Colombian rebels launch new political movement

                  VILLA NORA, Colombia (Reuters) -- Waving automatic assault rifles and
                  banners daubed with revolutionary slogans, thousands of Colombian Marxist
                  guerrillas and peasants launched a clandestine political movement on
                  Saturday that authorities fear will become a "party for war."

                  The inauguration ceremony in southeast Colombia marked the biggest-ever public
                  display of firepower by the Soviet-inspired Revolutionary Armed Forces of Colombia
                  (FARC) -- some 5,000 rebels equipped with machine guns and grenade launchers.

                  And for the first time in the rebel group's 36-year history, six of the FARC's
                  seven-man ruling council, including supreme commander Manuel "Sureshot"
                  Marulanda, appeared together under a banner that read "FARC -- Army of the
                  People."

                  Rebel chieftains, locked in slow-moving talks with the government to end a
                  long-running war that has cost 35,000 lives in just 10 years, urged an audience
                  of some 20,000 workers and peasants to join the broad-based organisation that
                  aims to represent the poor.

                  For now, the Bolivarian Movement for a New Colombia, named after
                  19th-century independence hero Simon Bolivar, will operate in secret.

                  Previous efforts to set up a political party in 1985 met with a backlash by
                  ultra-right death squads against its members.

                  "It is necessary to make changes in the structures of the state using the impetus
                  of the Bolivarian Movement in the cities and countryside. The FARC, the army
                  of the people, will be (the movement's) guarantee against extermination,"
                  Marulanda told the crowd.

                  There appear to be no plans for the movement, controlled by top FARC
                  ideologue Alfonso Cano, to publicly contest elections any time soon. There are
                  certainly no plans for the FARC to begin the transition from Latin America's
                  largest surviving 1960s rebel army, with an estimated 17,000 combatants and
                  control of some 40 percent of the country, to a bona fide political party.

                  According to radio conversations intercepted on Friday by the military, the new political
                  organisation appears to be an effort by the FARC to prepare civilians in rebel-held
                  territories for a period of political agitation, direct action and even people's war.

                  "This (movement) is to carry out the revolution ... . It is a party of war that will participate in
                  all forms of struggle," the FARC's top military strategist Jorge Briceno, also present at the
                  launch, said in a radio conversation intercepted on Friday by the army.

                  The launch ceremony took place in the hamlet of Villa Nora on the outskirts of San Vicente
                  del Caguan, at the heart of a Switzerland-sized area cleared of government troops
                  18 months ago to make way for peace talks.

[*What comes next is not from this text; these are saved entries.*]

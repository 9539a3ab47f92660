//! Cart Aggregate
//!
//! One cart per customer, created lazily on the first add. Lines carrying
//! the same meal and the same normalized option set merge by incrementing
//! quantity, so adding twice equals adding once with the summed quantity.

use crate::catalog::CatalogReader;
use crate::db::{MarketStore, StoreError};
use crate::pricing;
use rust_decimal::Decimal;
use shared::error::{AppError, AppResult, ErrorCode};
use shared::models::{
    Cart, CartItem, CartSummary, CartView, PricedCartItem, normalize_option_ids,
};
use shared::request::AddCartItemPayload;
use shared::util::{new_id, now_millis};

#[derive(Clone)]
pub struct CartService {
    store: MarketStore,
    catalog: CatalogReader,
}

impl CartService {
    pub fn new(store: MarketStore) -> Self {
        let catalog = CatalogReader::new(store.clone());
        Self { store, catalog }
    }

    fn ensure_quantity(quantity: u32) -> AppResult<()> {
        if quantity == 0 {
            return Err(AppError::invalid_quantity());
        }
        Ok(())
    }

    /// Add a meal selection to the caller's cart, merging with an existing
    /// line when the selection matches
    pub fn add_item(&self, user_id: &str, payload: &AddCartItemPayload) -> AppResult<CartItem> {
        let quantity = payload.quantity();
        Self::ensure_quantity(quantity)?;
        let option_ids = payload.option_ids();

        // Public path: hidden meals are indistinguishable from missing ones
        let meal = self.catalog.visible_meal(&payload.meal_id)?;
        // Validate the selection before touching the cart
        pricing::price_selection(&meal, &option_ids)?;

        let txn = self.store.begin_write()?;
        let now = now_millis();

        let cart = match self.store.get_cart_by_user_txn(&txn, user_id)? {
            Some(cart) => cart,
            None => {
                let cart = Cart {
                    id: new_id(),
                    user_id: user_id.to_string(),
                    created_at: now,
                };
                self.store.put_cart(&txn, &cart)?;
                cart
            }
        };

        let existing = self
            .store
            .get_cart_items_txn(&txn, &cart.id)?
            .into_iter()
            .find(|item| item.same_selection(&meal.id, &option_ids));

        let item = match existing {
            Some(mut item) => {
                item.quantity = item.quantity.saturating_add(quantity);
                item.updated_at = now;
                item
            }
            None => CartItem {
                id: new_id(),
                cart_id: cart.id.clone(),
                meal_id: meal.id.clone(),
                option_ids,
                quantity,
                created_at: now,
                updated_at: now,
            },
        };
        self.store.put_cart_item(&txn, &item)?;
        txn.commit().map_err(StoreError::from)?;

        tracing::debug!(user_id, meal_id = %meal.id, quantity, "cart item added");
        Ok(item)
    }

    /// Replace the quantity of one of the caller's cart lines
    pub fn update_item_quantity(
        &self,
        user_id: &str,
        item_id: &str,
        quantity: u32,
    ) -> AppResult<CartItem> {
        Self::ensure_quantity(quantity)?;

        let txn = self.store.begin_write()?;
        let cart = self
            .store
            .get_cart_by_user_txn(&txn, user_id)?
            .ok_or_else(|| AppError::new(ErrorCode::CartItemNotFound))?;
        let mut item = self
            .store
            .get_cart_item_txn(&txn, &cart.id, item_id)?
            .ok_or_else(|| AppError::new(ErrorCode::CartItemNotFound))?;

        item.quantity = quantity;
        item.updated_at = now_millis();
        self.store.put_cart_item(&txn, &item)?;
        txn.commit().map_err(StoreError::from)?;
        Ok(item)
    }

    /// Remove one of the caller's cart lines
    pub fn remove_item(&self, user_id: &str, item_id: &str) -> AppResult<()> {
        let txn = self.store.begin_write()?;
        let cart = self
            .store
            .get_cart_by_user_txn(&txn, user_id)?
            .ok_or_else(|| AppError::new(ErrorCode::CartItemNotFound))?;
        if !self.store.remove_cart_item(&txn, &cart.id, item_id)? {
            return Err(AppError::new(ErrorCode::CartItemNotFound));
        }
        txn.commit().map_err(StoreError::from)?;
        Ok(())
    }

    /// Empty the caller's cart; a missing cart is a successful no-op
    pub fn clear(&self, user_id: &str) -> AppResult<()> {
        let txn = self.store.begin_write()?;
        if let Some(cart) = self.store.get_cart_by_user_txn(&txn, user_id)? {
            self.store.clear_cart_items(&txn, &cart.id)?;
        }
        txn.commit().map_err(StoreError::from)?;
        Ok(())
    }

    /// Priced view of the caller's cart
    ///
    /// Lines whose meal or options no longer resolve in the catalog are
    /// returned under `unavailable` so the caller can see and remove them;
    /// checkout reports them explicitly either way.
    pub fn get_cart(&self, user_id: &str) -> AppResult<CartView> {
        let cart = self.store.get_cart_by_user(user_id)?;
        let raw_items = match &cart {
            Some(cart) => self.store.get_cart_items(&cart.id)?,
            None => Vec::new(),
        };

        let mut items = Vec::with_capacity(raw_items.len());
        let mut unavailable = Vec::new();
        for item in raw_items {
            let Some(meal) = self.store.get_meal(&item.meal_id)? else {
                unavailable.push(item);
                continue;
            };
            if !meal.is_available() {
                unavailable.push(item);
                continue;
            }
            let option_ids = normalize_option_ids(item.option_ids.clone());
            let Ok(priced) = pricing::price_selection(&meal, &option_ids) else {
                unavailable.push(item);
                continue;
            };
            let line_total = pricing::line_total(priced.unit_price, item.quantity);
            items.push(PricedCartItem {
                meal_title: meal.title.clone(),
                provider_id: meal.provider_id.clone(),
                currency: meal.currency.clone(),
                base_price: priced.base_price,
                options_delta: priced.options_delta,
                unit_price: priced.unit_price,
                line_total,
                item,
            });
        }

        Ok(CartView {
            summary: summarize(&items),
            cart,
            items,
            unavailable,
        })
    }
}

fn summarize(items: &[PricedCartItem]) -> CartSummary {
    let mut item_count = 0u32;
    let mut base_total = Decimal::ZERO;
    let mut delta_total = Decimal::ZERO;
    let mut subtotal = Decimal::ZERO;
    let mut currency: Option<String> = None;
    let mut mixed = false;

    for line in items {
        let qty = Decimal::from(line.item.quantity);
        item_count += line.item.quantity;
        base_total += line.base_price * qty;
        delta_total += line.options_delta * qty;
        subtotal += line.line_total;
        match &currency {
            None => currency = Some(line.currency.clone()),
            Some(c) if c != &line.currency => mixed = true,
            Some(_) => {}
        }
    }

    CartSummary {
        item_count,
        base_total,
        delta_total,
        subtotal,
        currency: if mixed { None } else { currency },
    }
}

                  Peasants travelled here on Saturday by mule, bus and boat hired by the guerrillas.
                  Some appeared to have no real idea why they had come. Others suggested they
                  had been forced.

                  "I didn't want to come but they (the guerrillas) told me there was a march," said
                  one peasant farmer who requested anonymity.

                  The slow-moving peace process was plunged into its darkest hour this week
                  when the FARC threatened to step up its campaign of extortion and kidnap
                  against the rich.

                  That threat sparked calls for President Andres Pastrana to toughen his
                  negotiating stance or break off talks altogether. In the midst of the uproar, Victor
                  Ricardo, the top government peace official, quit.

                  The FARC has so far largely dictated the pace of peace talks and has repeatedly
                  warned it would press demands for sweeping land reform and massive wealth
                  redistribution on the battlefield if negotiations fail to bear fruit.

                  Political analysts and government officials say the FARC's military power has far
                  outstripped its political support. They estimate no more than 3 percent of the
                  population back the rebels.

                  During failed peace talks in 1985, the FARC set up the Patriotic Union party
                  (UP), which gained early successes in municipal elections. But a 10-year
                  campaign by ultra-right paramilitary gangs, allegedly backed by the military ad
                  civilian power elites, wiped out some 3,500 members and destroyed it as an
                  electoral force.

                  In the light of that experience, few civilians now dare publicly admit support for
                  the FARC. But the FARC seems likely to try to carve out a constituency among
                  the 55 percent of Colombians living in poverty and record numbers of
                  unemployed.

                  "Times are hard and we have to do something," said one peasant who travelled
                  two days to get to Saturday's event. "If things get worse then we'll have to take
                  up arms too."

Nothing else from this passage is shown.